| WHAT TO PRODUCE |
Would you please copy every line from the records that contains the word "WriteRequest"?

| SUPPLIED RECORDS |

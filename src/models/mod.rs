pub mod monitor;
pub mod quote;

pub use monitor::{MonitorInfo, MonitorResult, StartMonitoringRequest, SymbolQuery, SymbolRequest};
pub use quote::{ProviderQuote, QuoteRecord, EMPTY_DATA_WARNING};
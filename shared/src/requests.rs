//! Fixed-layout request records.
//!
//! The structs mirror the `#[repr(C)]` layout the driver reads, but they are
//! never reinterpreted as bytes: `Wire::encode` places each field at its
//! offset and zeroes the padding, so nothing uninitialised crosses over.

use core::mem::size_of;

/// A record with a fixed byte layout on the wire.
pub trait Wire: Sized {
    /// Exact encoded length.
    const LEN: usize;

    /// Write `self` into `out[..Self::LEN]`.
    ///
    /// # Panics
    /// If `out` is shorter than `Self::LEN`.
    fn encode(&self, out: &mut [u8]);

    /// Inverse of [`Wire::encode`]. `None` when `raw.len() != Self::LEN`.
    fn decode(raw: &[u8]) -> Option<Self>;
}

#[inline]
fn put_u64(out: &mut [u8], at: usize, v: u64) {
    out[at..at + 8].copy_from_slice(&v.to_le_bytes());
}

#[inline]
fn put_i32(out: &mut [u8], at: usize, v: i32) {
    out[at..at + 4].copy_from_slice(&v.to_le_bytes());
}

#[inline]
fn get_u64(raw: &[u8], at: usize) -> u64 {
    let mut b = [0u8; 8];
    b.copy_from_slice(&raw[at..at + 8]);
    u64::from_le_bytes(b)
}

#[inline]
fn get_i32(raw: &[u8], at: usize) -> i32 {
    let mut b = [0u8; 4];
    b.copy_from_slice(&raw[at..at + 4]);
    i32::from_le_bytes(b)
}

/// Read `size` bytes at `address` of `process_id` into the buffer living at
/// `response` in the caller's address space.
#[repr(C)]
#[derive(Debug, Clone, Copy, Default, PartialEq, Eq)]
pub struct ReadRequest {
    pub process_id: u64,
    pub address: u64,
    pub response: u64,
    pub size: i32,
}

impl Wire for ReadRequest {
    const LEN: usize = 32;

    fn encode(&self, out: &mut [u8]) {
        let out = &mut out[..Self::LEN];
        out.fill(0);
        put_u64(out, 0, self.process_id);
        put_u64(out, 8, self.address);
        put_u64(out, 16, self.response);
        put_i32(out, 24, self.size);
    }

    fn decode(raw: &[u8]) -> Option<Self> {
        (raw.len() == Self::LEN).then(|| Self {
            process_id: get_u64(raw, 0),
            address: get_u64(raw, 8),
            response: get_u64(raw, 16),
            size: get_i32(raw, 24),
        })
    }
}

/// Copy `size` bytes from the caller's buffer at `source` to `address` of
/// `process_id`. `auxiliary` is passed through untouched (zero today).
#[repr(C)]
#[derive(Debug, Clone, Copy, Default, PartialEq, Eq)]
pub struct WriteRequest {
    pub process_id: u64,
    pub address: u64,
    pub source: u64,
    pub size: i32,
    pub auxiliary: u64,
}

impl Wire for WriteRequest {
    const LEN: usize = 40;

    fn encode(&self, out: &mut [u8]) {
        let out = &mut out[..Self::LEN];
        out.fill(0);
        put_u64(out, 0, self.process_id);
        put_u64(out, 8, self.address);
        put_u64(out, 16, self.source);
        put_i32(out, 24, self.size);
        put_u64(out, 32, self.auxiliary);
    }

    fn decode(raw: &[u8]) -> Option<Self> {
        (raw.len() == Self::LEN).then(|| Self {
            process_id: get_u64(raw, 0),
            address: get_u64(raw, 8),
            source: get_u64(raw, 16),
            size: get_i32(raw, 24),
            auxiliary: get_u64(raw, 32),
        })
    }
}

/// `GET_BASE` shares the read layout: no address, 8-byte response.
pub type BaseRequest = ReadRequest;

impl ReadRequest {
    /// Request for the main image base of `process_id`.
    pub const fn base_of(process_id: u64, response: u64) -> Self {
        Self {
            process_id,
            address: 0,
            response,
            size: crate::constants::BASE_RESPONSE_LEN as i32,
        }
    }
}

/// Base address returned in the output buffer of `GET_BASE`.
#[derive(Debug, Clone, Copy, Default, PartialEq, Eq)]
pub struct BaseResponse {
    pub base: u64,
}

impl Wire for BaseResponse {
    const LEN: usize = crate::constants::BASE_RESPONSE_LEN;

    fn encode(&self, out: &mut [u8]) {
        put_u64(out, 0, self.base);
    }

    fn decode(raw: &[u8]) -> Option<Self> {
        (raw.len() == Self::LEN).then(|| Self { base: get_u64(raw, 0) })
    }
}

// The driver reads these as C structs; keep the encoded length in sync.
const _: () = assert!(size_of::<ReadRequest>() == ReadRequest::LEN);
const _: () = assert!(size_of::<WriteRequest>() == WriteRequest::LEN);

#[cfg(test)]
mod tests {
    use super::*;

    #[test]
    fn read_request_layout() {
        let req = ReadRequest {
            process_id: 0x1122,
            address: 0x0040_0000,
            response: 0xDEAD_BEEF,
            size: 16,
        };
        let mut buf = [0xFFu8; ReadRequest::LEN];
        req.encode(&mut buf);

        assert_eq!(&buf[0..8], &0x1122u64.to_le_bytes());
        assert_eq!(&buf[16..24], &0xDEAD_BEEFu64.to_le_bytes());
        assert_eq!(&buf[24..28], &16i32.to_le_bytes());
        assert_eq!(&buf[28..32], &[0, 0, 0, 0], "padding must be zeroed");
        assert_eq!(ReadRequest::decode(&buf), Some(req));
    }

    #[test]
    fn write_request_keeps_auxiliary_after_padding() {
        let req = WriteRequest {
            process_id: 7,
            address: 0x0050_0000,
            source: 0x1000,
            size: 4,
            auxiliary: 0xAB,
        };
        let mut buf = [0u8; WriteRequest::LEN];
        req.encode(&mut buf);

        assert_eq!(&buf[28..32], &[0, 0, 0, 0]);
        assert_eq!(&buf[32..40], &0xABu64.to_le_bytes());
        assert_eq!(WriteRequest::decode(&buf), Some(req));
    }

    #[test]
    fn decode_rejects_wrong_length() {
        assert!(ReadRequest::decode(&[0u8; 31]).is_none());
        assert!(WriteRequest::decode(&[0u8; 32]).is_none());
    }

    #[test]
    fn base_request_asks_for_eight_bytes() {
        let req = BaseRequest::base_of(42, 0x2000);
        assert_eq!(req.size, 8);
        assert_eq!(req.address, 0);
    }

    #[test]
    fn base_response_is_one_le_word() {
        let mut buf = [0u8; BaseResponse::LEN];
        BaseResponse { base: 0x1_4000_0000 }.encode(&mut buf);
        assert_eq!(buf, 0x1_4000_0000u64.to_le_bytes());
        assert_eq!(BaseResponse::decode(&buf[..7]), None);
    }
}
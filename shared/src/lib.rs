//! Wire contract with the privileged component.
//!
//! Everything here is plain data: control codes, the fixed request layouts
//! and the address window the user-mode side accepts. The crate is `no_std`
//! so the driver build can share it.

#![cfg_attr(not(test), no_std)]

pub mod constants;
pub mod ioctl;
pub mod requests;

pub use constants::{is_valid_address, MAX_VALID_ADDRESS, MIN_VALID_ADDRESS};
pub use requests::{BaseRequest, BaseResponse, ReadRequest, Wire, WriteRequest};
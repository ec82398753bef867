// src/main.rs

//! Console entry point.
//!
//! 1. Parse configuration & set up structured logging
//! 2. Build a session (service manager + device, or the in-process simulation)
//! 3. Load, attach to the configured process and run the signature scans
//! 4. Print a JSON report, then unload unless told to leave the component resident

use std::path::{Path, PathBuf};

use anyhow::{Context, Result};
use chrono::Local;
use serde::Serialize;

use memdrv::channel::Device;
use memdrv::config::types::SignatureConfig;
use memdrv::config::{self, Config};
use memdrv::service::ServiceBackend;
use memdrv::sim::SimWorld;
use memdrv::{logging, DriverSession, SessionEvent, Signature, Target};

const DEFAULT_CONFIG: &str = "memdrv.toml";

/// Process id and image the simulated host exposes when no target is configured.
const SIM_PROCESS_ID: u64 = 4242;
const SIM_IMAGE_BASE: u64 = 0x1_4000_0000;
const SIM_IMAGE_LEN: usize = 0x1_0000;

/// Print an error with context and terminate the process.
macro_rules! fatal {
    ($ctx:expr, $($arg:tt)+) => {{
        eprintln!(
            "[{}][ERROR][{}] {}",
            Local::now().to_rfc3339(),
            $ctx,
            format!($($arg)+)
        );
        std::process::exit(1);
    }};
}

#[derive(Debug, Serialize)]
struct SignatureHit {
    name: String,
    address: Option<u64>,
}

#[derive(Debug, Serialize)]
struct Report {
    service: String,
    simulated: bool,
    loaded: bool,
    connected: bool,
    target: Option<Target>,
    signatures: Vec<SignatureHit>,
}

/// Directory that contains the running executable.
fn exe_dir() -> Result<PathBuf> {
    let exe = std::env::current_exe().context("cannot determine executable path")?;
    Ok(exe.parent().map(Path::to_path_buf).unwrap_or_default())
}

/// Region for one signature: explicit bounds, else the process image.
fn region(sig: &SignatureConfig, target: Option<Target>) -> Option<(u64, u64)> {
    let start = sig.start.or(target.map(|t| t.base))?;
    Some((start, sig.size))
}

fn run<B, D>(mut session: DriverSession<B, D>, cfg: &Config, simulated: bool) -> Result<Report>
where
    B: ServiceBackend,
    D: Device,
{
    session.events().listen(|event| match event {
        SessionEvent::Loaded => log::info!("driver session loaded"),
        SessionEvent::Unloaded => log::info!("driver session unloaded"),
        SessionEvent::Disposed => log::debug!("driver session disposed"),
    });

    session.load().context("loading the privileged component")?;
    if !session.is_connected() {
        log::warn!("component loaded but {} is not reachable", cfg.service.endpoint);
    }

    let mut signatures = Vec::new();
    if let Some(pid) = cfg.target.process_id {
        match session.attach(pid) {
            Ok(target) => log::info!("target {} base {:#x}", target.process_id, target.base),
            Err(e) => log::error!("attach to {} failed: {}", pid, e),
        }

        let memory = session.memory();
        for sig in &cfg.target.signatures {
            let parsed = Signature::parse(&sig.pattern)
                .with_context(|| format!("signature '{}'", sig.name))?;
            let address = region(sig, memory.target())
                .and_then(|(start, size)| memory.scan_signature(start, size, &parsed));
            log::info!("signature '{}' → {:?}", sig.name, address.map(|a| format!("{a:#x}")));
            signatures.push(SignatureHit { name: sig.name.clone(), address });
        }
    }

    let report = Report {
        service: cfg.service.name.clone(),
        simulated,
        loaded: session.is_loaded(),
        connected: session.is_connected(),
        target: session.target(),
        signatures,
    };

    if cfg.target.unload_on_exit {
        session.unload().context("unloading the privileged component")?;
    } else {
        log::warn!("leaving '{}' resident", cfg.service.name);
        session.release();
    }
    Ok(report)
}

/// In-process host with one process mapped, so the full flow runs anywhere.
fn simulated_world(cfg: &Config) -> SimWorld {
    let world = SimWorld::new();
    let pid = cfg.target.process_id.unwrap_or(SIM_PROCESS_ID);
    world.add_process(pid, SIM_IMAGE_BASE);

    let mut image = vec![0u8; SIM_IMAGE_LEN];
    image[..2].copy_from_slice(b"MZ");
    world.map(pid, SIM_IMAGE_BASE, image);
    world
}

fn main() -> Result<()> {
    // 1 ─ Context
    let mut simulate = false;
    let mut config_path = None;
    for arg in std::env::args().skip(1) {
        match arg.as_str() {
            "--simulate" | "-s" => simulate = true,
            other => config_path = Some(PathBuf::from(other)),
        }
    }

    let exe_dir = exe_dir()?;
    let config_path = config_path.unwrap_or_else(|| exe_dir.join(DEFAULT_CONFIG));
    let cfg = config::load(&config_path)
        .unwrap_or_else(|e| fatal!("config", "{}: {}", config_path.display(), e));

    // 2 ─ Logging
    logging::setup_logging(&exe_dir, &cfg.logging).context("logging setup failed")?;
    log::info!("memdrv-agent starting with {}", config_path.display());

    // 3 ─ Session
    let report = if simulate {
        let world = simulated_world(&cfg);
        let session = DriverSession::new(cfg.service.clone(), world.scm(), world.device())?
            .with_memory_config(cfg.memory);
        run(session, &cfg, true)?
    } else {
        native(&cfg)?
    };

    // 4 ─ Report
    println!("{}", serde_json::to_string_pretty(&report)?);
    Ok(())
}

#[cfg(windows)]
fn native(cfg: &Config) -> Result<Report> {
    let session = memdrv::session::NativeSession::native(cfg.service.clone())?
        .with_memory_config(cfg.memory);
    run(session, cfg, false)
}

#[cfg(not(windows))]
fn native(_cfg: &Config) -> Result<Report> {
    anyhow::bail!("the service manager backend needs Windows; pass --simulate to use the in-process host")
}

| REPLY TO THE TASK |
pub struct WriteRequest {
impl Wire for WriteRequest {
const _: () = assert!(size_of::<WriteRequest>() == WriteRequest::LEN);
        let req = WriteRequest {
        let mut buf = [0u8; WriteRequest::LEN];
        assert_eq!(WriteRequest::decode(&buf), Some(req));
        assert!(WriteRequest::decode(&[0u8; 32]).is_none());
pub use requests::{BaseRequest, BaseResponse, ReadRequest, Wire, WriteRequest};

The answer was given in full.